Over the next five years, Counts, Stern, and Diebes joined resident artists Michael Anderson, Tom Fruin, and Jeff Sugg to create four large-scale performance installations in the company's new space. The space opened in September 1997 with the performance installation To SEA: Another Ocean, which featured four performers and 500 blue umbrellas.

The first fully staged production Counts directed and designed in the new space was The Field of Mars, inspired by Tacitus's account of the burning of Rome. A one-line summary in the playbill read, "This performance is as a dream is, or a landscape. Its meaning is more or less what you determine." In December 1997, Peter Marks of The New York Times described The Field of Mars as "a little bit like chasing a two-year-old around an apartment." A sequel, The Field of Mars – Chapter 1, was mounted in 2006 by Counts Media.

Tilly Losch was produced in 1998 and described by Counts as "a dream one might have had if falling asleep after watching Casablanca". It took its inspiration from the eponymous shadow box sculpture by Joseph Cornell. The production was the first of two by GAle GAtes et al. to use a seating arrangement that gave a view of the 120-foot backstage area through an industrial passageway within the false proscenium. The warehouse setting allowed time for set development, including a hand-operated mechanism designed to tilt walls over a two-minute duration.

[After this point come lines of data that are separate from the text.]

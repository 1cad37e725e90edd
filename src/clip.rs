//! Captured clip records

use chrono::{DateTime, Utc};
use serde::{Deserialize, Serialize};
use uuid::Uuid;

/// Source label for clips typed in by hand
pub const MANUAL_ENTRY_SOURCE: &str = "Manual Entry";

/// Source label used when the foreground application is unknown
pub const UNKNOWN_SOURCE: &str = "Unknown";

/// A single captured snippet
#[derive(Debug, Clone, PartialEq, Eq, Hash, Serialize, Deserialize)]
pub struct Clip {
    /// Identity for the lifetime of this session
    pub id: Uuid,
    /// Captured text, never blank
    pub text: String,
    /// Capture time
    pub timestamp: DateTime<Utc>,
    /// Foreground application at capture time
    pub source_app: String,
    /// Page the text came from, when a browser reported one
    pub source_url: Option<String>,
}

impl Clip {
    /// Create a clip captured now
    pub fn new(text: impl Into<String>, source_app: impl Into<String>) -> Self {
        Self::with_timestamp(text, source_app, Utc::now())
    }

    /// Create a clip with an explicit capture time
    pub fn with_timestamp(
        text: impl Into<String>,
        source_app: impl Into<String>,
        timestamp: DateTime<Utc>,
    ) -> Self {
        Self {
            id: Uuid::new_v4(),
            text: text.into(),
            timestamp,
            source_app: source_app.into(),
            source_url: None,
        }
    }

    /// Attach a source URL
    pub fn with_url(mut self, url: impl Into<String>) -> Self {
        self.source_url = Some(url.into());
        self
    }

    /// Copy of this clip carrying new text; identity and metadata are kept
    pub fn edited(&self, text: impl Into<String>) -> Self {
        Self {
            text: text.into(),
            ..self.clone()
        }
    }

    /// Number of characters in the text
    pub fn len(&self) -> usize {
        self.text.chars().count()
    }

    pub fn is_empty(&self) -> bool {
        is_blank(&self.text)
    }
}

/// True when the text is empty after trimming whitespace
pub fn is_blank(text: &str) -> bool {
    text.trim().is_empty()
}

/// Source label that survives a ledger header
///
/// Names made only of whitespace or `|` would be blanked on write and
/// dropped on read, so they become [`UNKNOWN_SOURCE`].
pub fn source_label(source_app: &str) -> String {
    let trimmed = source_app.trim();
    if trimmed.chars().all(|c| c.is_whitespace() || c == '|') {
        UNKNOWN_SOURCE.to_string()
    } else {
        trimmed.to_string()
    }
}

#[cfg(test)]
mod tests {
    use super::*;

    #[test]
    fn test_edited_keeps_identity() {
        let clip = Clip::new("before", "TextEdit").with_url("https://example.com");
        let edited = clip.edited("after");
        assert_eq!(edited.id, clip.id);
        assert_eq!(edited.timestamp, clip.timestamp);
        assert_eq!(edited.source_app, "TextEdit");
        assert_eq!(edited.source_url.as_deref(), Some("https://example.com"));
        assert_eq!(edited.text, "after");
    }

    #[test]
    fn test_blank() {
        assert!(is_blank(" \n\t"));
        assert!(!is_blank(" x "));
        assert_eq!(Clip::new("héllo", "a").len(), 5);
    }

    #[test]
    fn test_source_label() {
        assert_eq!(source_label("  Safari "), "Safari");
        assert_eq!(source_label(""), UNKNOWN_SOURCE);
        assert_eq!(source_label(" | |\n"), UNKNOWN_SOURCE);
        assert_eq!(source_label("A | B"), "A | B");
    }
}
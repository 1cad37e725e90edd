use std::path::{Path, PathBuf};
use std::sync::Arc;
use std::time::Duration;

use anyhow::{anyhow, bail, Context, Result};
use chrono::Local;
use clap::{Parser, Subcommand, ValueEnum};
use serde::Serialize;
use tracing::{debug, info, warn};

use crate::clip::Clip;
use crate::clipboard::{ArboardClipboard, ClipboardSource, SystemAppName};
use crate::collection::HighlighterColor;
use crate::config::Config;
use crate::export::{export_file_name, ExportFormat};
use crate::ledger::{MarkdownLedger, MigrationReport};
use crate::monitor::{CaptureMonitor, MonitorState};
use crate::notify::SystemNotifier;
use crate::prefs::TomlPreferenceStore;
use crate::query::SortOrder;
use crate::store::ClipStore;

const PREVIEW_CHARS: usize = 60;
const PREFERENCE_REFRESH: Duration = Duration::from_secs(2);

#[derive(Parser)]
#[command(name = "nibnab")]
#[command(about = "Clipboard highlighter that files snippets into colored Markdown ledgers")]
#[command(version)]
pub struct Cli {
    #[command(subcommand)]
    pub command: Commands,

    #[arg(short, long)]
    pub config: Option<PathBuf>,

    #[arg(short, long)]
    pub verbose: bool,
}

#[derive(Subcommand)]
pub enum Commands {
    #[command(about = "Watch the clipboard and capture into the active color")]
    Watch {
        /// Switch the active color before watching
        #[arg(long)]
        color: Option<HighlighterColor>,
    },

    #[command(about = "Add a clip by hand")]
    Add {
        text: String,

        #[arg(long)]
        color: Option<HighlighterColor>,

        /// Source application label
        #[arg(short, long)]
        app: Option<String>,
    },

    #[command(about = "List clips in a collection")]
    List {
        #[arg(long)]
        color: Option<HighlighterColor>,

        #[arg(short, long)]
        search: Option<String>,

        /// display, newest, oldest, app or length
        #[arg(long, default_value = "display")]
        sort: SortOrder,

        #[arg(short, long)]
        limit: Option<usize>,

        #[arg(long)]
        json: bool,
    },

    #[command(about = "Delete the clip at a position")]
    Delete {
        position: usize,

        #[arg(long)]
        color: Option<HighlighterColor>,
    },

    #[command(about = "Delete every clip in a collection")]
    Clear {
        #[arg(long)]
        color: Option<HighlighterColor>,
    },

    #[command(about = "Move a clip to another collection")]
    Move {
        position: usize,

        #[arg(long)]
        to: HighlighterColor,

        #[arg(long)]
        from: Option<HighlighterColor>,

        /// Position in the target collection
        #[arg(long)]
        at: Option<usize>,
    },

    #[command(about = "Move a clip within its collection")]
    Reorder {
        position: usize,

        /// New position
        #[arg(long)]
        to: usize,

        #[arg(long)]
        color: Option<HighlighterColor>,
    },

    #[command(about = "Replace the text of a clip")]
    Edit {
        position: usize,
        text: String,

        #[arg(long)]
        color: Option<HighlighterColor>,
    },

    #[command(about = "Export a collection as Markdown or plain text")]
    Export {
        #[arg(long)]
        color: Option<HighlighterColor>,

        /// markdown or text
        #[arg(short, long, default_value = "markdown")]
        format: ExportFormat,

        /// File or directory to write; stdout when omitted
        #[arg(short, long)]
        output: Option<PathBuf>,
    },

    /// A running `watch` skips this change instead of capturing it again
    #[command(about = "Copy a clip back to the clipboard")]
    Copy {
        position: usize,

        #[arg(long)]
        color: Option<HighlighterColor>,
    },

    #[command(about = "Set the active color")]
    Use { color: HighlighterColor },

    #[command(about = "Show, set or remove a color label")]
    Label {
        color: HighlighterColor,

        /// New label; an empty string removes it
        label: Option<String>,
    },

    #[command(about = "Pause clipboard capture")]
    Pause,

    #[command(about = "Resume clipboard capture")]
    Resume,

    #[command(about = "Turn sounds on or off")]
    Sound { state: Toggle },

    #[command(about = "Show NibNab status")]
    Status,

    #[command(about = "Move data from the legacy ~/.nibnab folder")]
    Migrate,

    #[command(about = "Configuration management")]
    Config {
        #[command(subcommand)]
        action: ConfigAction,
    },
}

#[derive(Subcommand)]
pub enum ConfigAction {
    #[command(about = "Show current configuration")]
    Show,

    #[command(about = "Generate example configuration")]
    Init {
        #[arg(long)]
        force: bool,
    },

    #[command(about = "Validate configuration")]
    Validate,
}

#[derive(Debug, Clone, Copy, PartialEq, Eq, ValueEnum)]
pub enum Toggle {
    On,
    Off,
}

impl From<Toggle> for bool {
    fn from(toggle: Toggle) -> bool {
        toggle == Toggle::On
    }
}

pub struct CliHandler {
    config: Config,
    config_path: Option<PathBuf>,
    store: Option<ClipStore>,
}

The title of 1839 (1999) refers to the year photography was invented; the work was conceived as a dream of Daguerre, "in which a child, in the guise of Oedipus, wanders through a landscape peopled by narcissists in love with their own photographed images."

The last large-scale performance installation produced by GAle GAtes et al. in DUMBO was So Long Ago I Can't Remember (2001), a free adaptation of Dante's The Divine Comedy, with a text by Kevin Oakes pre-recorded by the actors—who lip-synced their lines in the live performance—and choreography by Roht.

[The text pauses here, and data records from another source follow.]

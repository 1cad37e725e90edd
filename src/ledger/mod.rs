//! Markdown ledger: per-collection, append-oriented clip storage
//!
//! Every collection owns one file at
//! `<root>/<color name lowercased>/<color name lowercased>_clips.md`.
//! New clips are appended to the end of the file, so the file reads
//! oldest-first and the display order is the file order reversed.
//! Whole-file rewrites write their list back-to-front to keep that rule.
//!
//! The infallible methods (`append`, `load`, `rewrite`, `delete_all`) log
//! and swallow I/O errors; the `try_*` variants return them.

pub mod format;

use chrono::Utc;
use serde::{Deserialize, Serialize};
use std::fs::{self, OpenOptions};
use std::io::{self, Write};
use std::path::{Path, PathBuf};
use thiserror::Error;
use tracing::{debug, error, info, warn};

use crate::clip::Clip;
use crate::collection::HighlighterColor;

pub use format::{parse_records, serialize_record, truncate_to_minute};

/// Ledger errors
#[derive(Debug, Error)]
pub enum LedgerError {
    /// Creating a collection or root directory failed
    #[error("Failed to create directory {path}: {source}")]
    CreateDir { path: PathBuf, source: io::Error },

    /// Reading a ledger file failed
    #[error("Failed to read {path}: {source}")]
    Read { path: PathBuf, source: io::Error },

    /// Writing a ledger file failed
    #[error("Failed to write {path}: {source}")]
    Write { path: PathBuf, source: io::Error },

    /// Removing a file or directory failed
    #[error("Failed to remove {path}: {source}")]
    Remove { path: PathBuf, source: io::Error },
}

/// How `load` orders the records it reads back
#[derive(Debug, Clone, Copy, PartialEq, Eq, Default, Serialize, Deserialize)]
#[serde(rename_all = "lowercase")]
pub enum LoadOrder {
    /// Reverse file order, which is the order the clips were last written in
    #[default]
    File,
    /// Newest timestamp first
    Timestamp,
}

/// Outcome of copying a legacy storage directory
#[derive(Debug, Clone, Default, PartialEq, Eq)]
pub struct MigrationReport {
    /// Items copied into the storage root
    pub migrated: Vec<String>,
    /// Items left alone because the destination already existed
    pub skipped: Vec<String>,
    /// Items that failed to copy
    pub failed: Vec<String>,
    /// Whether the legacy directory was removed afterwards
    pub legacy_removed: bool,
}

/// File-backed store for every collection's clips
#[derive(Debug, Clone)]
pub struct MarkdownLedger {
    root: PathBuf,
    order: LoadOrder,
}

impl MarkdownLedger {
    /// Create a ledger rooted at `root`
    pub fn new(root: impl Into<PathBuf>) -> Self {
        Self {
            root: root.into(),
            order: LoadOrder::default(),
        }
    }

    /// Choose how loaded clips are ordered
    pub fn with_load_order(mut self, order: LoadOrder) -> Self {
        self.order = order;
        self
    }

    pub fn root(&self) -> &Path {
        &self.root
    }

    pub fn load_order(&self) -> LoadOrder {
        self.order
    }

    /// Directory holding one collection
    pub fn collection_dir(&self, color: HighlighterColor) -> PathBuf {
        self.root.join(color.storage_key())
    }

    /// Ledger file for one collection
    pub fn collection_file(&self, color: HighlighterColor) -> PathBuf {
        self.collection_dir(color)
            .join(format!("{}_clips.md", color.storage_key()))
    }

    /// Create the root and every collection directory
    pub fn ensure_layout(&self) {
        if let Err(e) = create_dir(&self.root) {
            error!("{}", e);
        }
        for color in HighlighterColor::ALL {
            if let Err(e) = create_dir(&self.collection_dir(color)) {
                error!("{}", e);
            }
        }
    }

    /// Append one clip to its collection, logging failures
    pub fn append(&self, clip: &Clip, color: HighlighterColor) {
        if let Err(e) = self.try_append(clip, color) {
            error!("Failed appending clip to {}: {}", color, e);
        }
    }

    /// Append one clip to its collection
    pub fn try_append(&self, clip: &Clip, color: HighlighterColor) -> Result<(), LedgerError> {
        create_dir(&self.collection_dir(color))?;
        let path = self.collection_file(color);
        let record = serialize_record(clip);

        let mut file = OpenOptions::new()
            .create(true)
            .append(true)
            .open(&path)
            .map_err(|source| LedgerError::Write {
                path: path.clone(),
                source,
            })?;
        file.write_all(record.as_bytes())
            .map_err(|source| LedgerError::Write {
                path: path.clone(),
                source,
            })?;

        debug!("Appended clip {} to {:?}", clip.id, path);
        Ok(())
    }

    /// Load a collection, logging failures and returning what could be read
    pub fn load(&self, color: HighlighterColor) -> Vec<Clip> {
        match self.try_load(color) {
            Ok(clips) => clips,
            Err(e) => {
                error!("Failed loading {}: {}", color, e);
                Vec::new()
            }
        }
    }

    /// Load a collection in display order
    pub fn try_load(&self, color: HighlighterColor) -> Result<Vec<Clip>, LedgerError> {
        let path = self.collection_file(color);
        let content = match fs::read_to_string(&path) {
            Ok(content) => content,
            Err(e) if e.kind() == io::ErrorKind::NotFound => return Ok(Vec::new()),
            Err(source) => return Err(LedgerError::Read { path, source }),
        };

        let mut clips = parse_records(&content, Utc::now());
        match self.order {
            LoadOrder::File => clips.reverse(),
            LoadOrder::Timestamp => clips.sort_by(|a, b| b.timestamp.cmp(&a.timestamp)),
        }

        debug!("Loaded {} clips for {}", clips.len(), color);
        Ok(clips)
    }

    /// Replace a collection's file with `clips`, logging failures
    pub fn rewrite(&self, clips: &[Clip], color: HighlighterColor) {
        if let Err(e) = self.try_rewrite(clips, color) {
            error!("Failed rewriting {}: {}", color, e);
        }
    }

    /// Replace a collection's file so that `load` yields `clips` in order
    ///
    /// An empty list leaves no file behind.
    pub fn try_rewrite(&self, clips: &[Clip], color: HighlighterColor) -> Result<(), LedgerError> {
        self.try_delete_all(color)?;
        if clips.is_empty() {
            return Ok(());
        }

        create_dir(&self.collection_dir(color))?;
        let path = self.collection_file(color);
        let content: String = clips.iter().rev().map(serialize_record).collect();
        fs::write(&path, content).map_err(|source| LedgerError::Write {
            path: path.clone(),
            source,
        })?;

        debug!("Rewrote {} clips to {:?}", clips.len(), path);
        Ok(())
    }

    /// Persist a deletion from the list left behind
    ///
    /// Clip ids are not stored on disk, so the file is re-derived from
    /// `remaining` rather than filtered. Nothing remaining removes the file.
    pub fn delete_clip(&self, remaining: &[Clip], color: HighlighterColor) {
        if remaining.is_empty() {
            self.delete_all(color);
        } else {
            self.rewrite(remaining, color);
        }
    }

    /// Remove a collection's file, logging failures
    pub fn delete_all(&self, color: HighlighterColor) {
        if let Err(e) = self.try_delete_all(color) {
            error!("Failed deleting clips for {}: {}", color, e);
        }
    }

    /// Remove a collection's file if present
    pub fn try_delete_all(&self, color: HighlighterColor) -> Result<(), LedgerError> {
        let path = self.collection_file(color);
        match fs::remove_file(&path) {
            Ok(()) => Ok(()),
            Err(e) if e.kind() == io::ErrorKind::NotFound => Ok(()),
            Err(source) => Err(LedgerError::Remove { path, source }),
        }
    }

    /// Copy a legacy storage directory into the root
    ///
    /// Existing destinations are never overwritten. The legacy directory is
    /// removed only when every item copied cleanly.
    pub fn migrate_legacy(&self, legacy_root: &Path) -> MigrationReport {
        let mut report = MigrationReport::default();
        if !legacy_root.exists() {
            return report;
        }
        if let Err(e) = create_dir(&self.root) {
            error!("{}", e);
            return report;
        }

        let entries = match fs::read_dir(legacy_root) {
            Ok(entries) => entries,
            Err(e) => {
                error!("Failed reading legacy storage {:?}: {}", legacy_root, e);
                return report;
            }
        };

        for entry in entries {
            let entry = match entry {
                Ok(entry) => entry,
                Err(e) => {
                    error!("Failed reading legacy storage entry: {}", e);
                    report.failed.push(String::from("<unreadable entry>"));
                    continue;
                }
            };

            let name = entry.file_name().to_string_lossy().into_owned();
            if name.starts_with('.') {
                continue;
            }

            let destination = self.root.join(&name);
            if destination.exists() {
                report.skipped.push(name);
                continue;
            }

            match copy_recursively(&entry.path(), &destination) {
                Ok(()) => {
                    info!("Migrated legacy storage item {}", name);
                    report.migrated.push(name);
                }
                Err(e) => {
                    error!("Failed migrating {}: {}", name, e);
                    report.failed.push(name);
                }
            }
        }

        if report.failed.is_empty() {
            match fs::remove_dir_all(legacy_root) {
                Ok(()) => {
                    info!("Removed legacy storage directory at {:?}", legacy_root);
                    report.legacy_removed = true;
                }
                Err(e) => error!("Failed removing legacy storage directory: {}", e),
            }
        } else {
            warn!(
                "Keeping legacy storage at {:?}: {} items failed to migrate",
                legacy_root,
                report.failed.len()
            );
        }

        report
    }
}

fn create_dir(path: &Path) -> Result<(), LedgerError> {
    fs::create_dir_all(path).map_err(|source| LedgerError::CreateDir {
        path: path.to_path_buf(),
        source,
    })
}

fn copy_recursively(from: &Path, to: &Path) -> io::Result<()> {
    if from.is_dir() {
        fs::create_dir_all(to)?;
        for entry in fs::read_dir(from)? {
            let entry = entry?;
            copy_recursively(&entry.path(), &to.join(entry.file_name()))?;
        }
        Ok(())
    } else {
        fs::copy(from, to).map(|_| ())
    }
}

The only theatre production Counts has directed since was Play/Date, a site-specific "immersive theatre experience" produced by 3-Legged Dog and installed across the three levels of the Fat Baby nightclub on the Lower East Side.

=== Opera and orchestral music ===
In 2011, New York City Opera (NYCO) director George Steel invited Counts to direct and design a new production, Monodramas, at Lincoln Center.

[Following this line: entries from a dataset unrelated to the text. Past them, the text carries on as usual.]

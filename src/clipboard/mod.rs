//! Clipboard abstraction layer
//!
//! The capture monitor only needs two things from the platform: a snapshot
//! of the clipboard with a change counter, and the name of the application
//! in front. Both sit behind traits so tests can drive them directly.

use async_trait::async_trait;
use std::sync::Mutex;
use thiserror::Error;

#[cfg(target_os = "macos")]
pub mod macos;

/// Clipboard state at one instant
#[derive(Debug, Clone, PartialEq, Eq, Default)]
pub struct ClipboardSnapshot {
    /// Increases every time the clipboard contents change
    pub change_count: u64,
    /// Current text, when the clipboard holds any
    pub text: Option<String>,
}

/// Clipboard errors
#[derive(Debug, Error)]
pub enum ClipboardError {
    /// Platform-specific error
    #[error("Platform error: {0}")]
    Platform(String),

    /// IO error
    #[error("IO error: {0}")]
    Io(#[from] std::io::Error),
}

/// Source the capture monitor polls
#[async_trait]
pub trait ClipboardSource: Send + Sync {
    /// Read the current clipboard state
    async fn snapshot(&self) -> Result<ClipboardSnapshot, ClipboardError>;

    /// Replace the clipboard text
    async fn set_text(&self, text: &str) -> Result<(), ClipboardError>;

    /// Get provider name
    fn name(&self) -> &str;
}

/// Names the application the user is working in
pub trait AppNameProvider: Send + Sync {
    fn frontmost_app_name(&self) -> Option<String>;
}

/// Asks the operating system for the frontmost application
#[derive(Debug, Default, Clone, Copy)]
pub struct SystemAppName;

impl AppNameProvider for SystemAppName {
    fn frontmost_app_name(&self) -> Option<String> {
        #[cfg(target_os = "macos")]
        {
            macos::frontmost_app_name()
        }

        #[cfg(not(target_os = "macos"))]
        {
            None
        }
    }
}

/// Always reports the same application
#[derive(Debug, Clone)]
pub struct FixedAppName(pub String);

impl AppNameProvider for FixedAppName {
    fn frontmost_app_name(&self) -> Option<String> {
        Some(self.0.clone())
    }
}

#[derive(Debug, Default)]
struct ChangeTracker {
    last_digest: Option<[u8; 16]>,
    change_count: u64,
}

/// System clipboard through `arboard`
///
/// `arboard` exposes no change counter, so one is derived from an md5 digest
/// of the text: a different digest counts as a change. Every `set_text`
/// counts as a change even when the text is unchanged.
#[derive(Debug, Default)]
pub struct ArboardClipboard {
    tracker: Mutex<ChangeTracker>,
}

impl ArboardClipboard {
    pub fn new() -> Self {
        Self::default()
    }

    fn observe(&self, text: Option<&str>) -> u64 {
        let digest = md5::compute(text.unwrap_or_default()).0;
        let mut tracker = self.tracker.lock().unwrap_or_else(|p| p.into_inner());
        if tracker.last_digest != Some(digest) {
            tracker.last_digest = Some(digest);
            tracker.change_count += 1;
        }
        tracker.change_count
    }

    fn record_write(&self, text: &str) {
        let mut tracker = self.tracker.lock().unwrap_or_else(|p| p.into_inner());
        tracker.last_digest = Some(md5::compute(text).0);
        tracker.change_count += 1;
    }
}

#[async_trait]
impl ClipboardSource for ArboardClipboard {
    async fn snapshot(&self) -> Result<ClipboardSnapshot, ClipboardError> {
        let text = tokio::task::spawn_blocking(|| {
            let mut clipboard =
                arboard::Clipboard::new().map_err(|e| ClipboardError::Platform(e.to_string()))?;
            match clipboard.get_text() {
                Ok(text) => Ok(Some(text)),
                Err(arboard::Error::ContentNotAvailable) => Ok(None),
                Err(e) => Err(ClipboardError::Platform(e.to_string())),
            }
        })
        .await
        .map_err(|e| ClipboardError::Platform(e.to_string()))??;

        let change_count = self.observe(text.as_deref());
        Ok(ClipboardSnapshot { change_count, text })
    }

    async fn set_text(&self, text: &str) -> Result<(), ClipboardError> {
        let owned = text.to_string();
        tokio::task::spawn_blocking(move || {
            let mut clipboard =
                arboard::Clipboard::new().map_err(|e| ClipboardError::Platform(e.to_string()))?;
            clipboard
                .set_text(owned)
                .map_err(|e| ClipboardError::Platform(e.to_string()))
        })
        .await
        .map_err(|e| ClipboardError::Platform(e.to_string()))??;

        self.record_write(text);
        Ok(())
    }

    fn name(&self) -> &str {
        "arboard"
    }
}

In 2012, New York Philharmonic music director Alan Gilbert invited Counts to direct and design New York Philharmonic 360, a staging of "spatial music" for orchestra in the Park Avenue Armory's Drill Hall.

Counts returned to New York City Opera in 2013 to direct and design Rossini's Moses in Egypt. The set featured a backdrop of LED screens displaying imagery created in collaboration with Ada Whitney, co-founder and creative director of Beehive; Counts interspersed animations of night skies, deserts, and the parting of the Red Sea with abstract shapes and videos of natural forms. Moses in Egypt marked the first time New York City Opera had performed in its original home, City Center, since moving to Lincoln Center in the mid-1960s.

In 2016, Counts staged the world premiere of the seven-hour The Ouroboros Trilogy, a production by Beth Morrison Projects presented by ArtsEmerson at the Cutler Majestic Theatre in Boston. The work united three scores—by Scott Wheeler (Naga), Zhou Long (the Pulitzer Prize–winning Madame White Snake), and Paola Prestini (Gilgamesh)—under libretti by a single author, Cerise Lim Jacobs. Counts presented Madame White Snake at the Hong Kong Arts Festival in March 2019.

=== Immersive and interactive events and installations ===
The first work Counts created after the September 11 attacks was Looking Forward, a video homage to New York City mounted in April–May 2002 in the clock faces of the DUMBO clock tower.

In 2005, Counts and the Yellow Arrow Mobile App/Global Public Art Project created an immersive installation and exhibition for Piaget at Art Basel Miami, and in 2006 extended the project into an augmented reality game, ICUH8ING. Volunteers placed an estimated 7,535 Yellow Arrow stickers in 467 cities across 35 countries.

== Personal life ==
Counts lives in Brooklyn Heights with his wife, Sharon, and their two sons.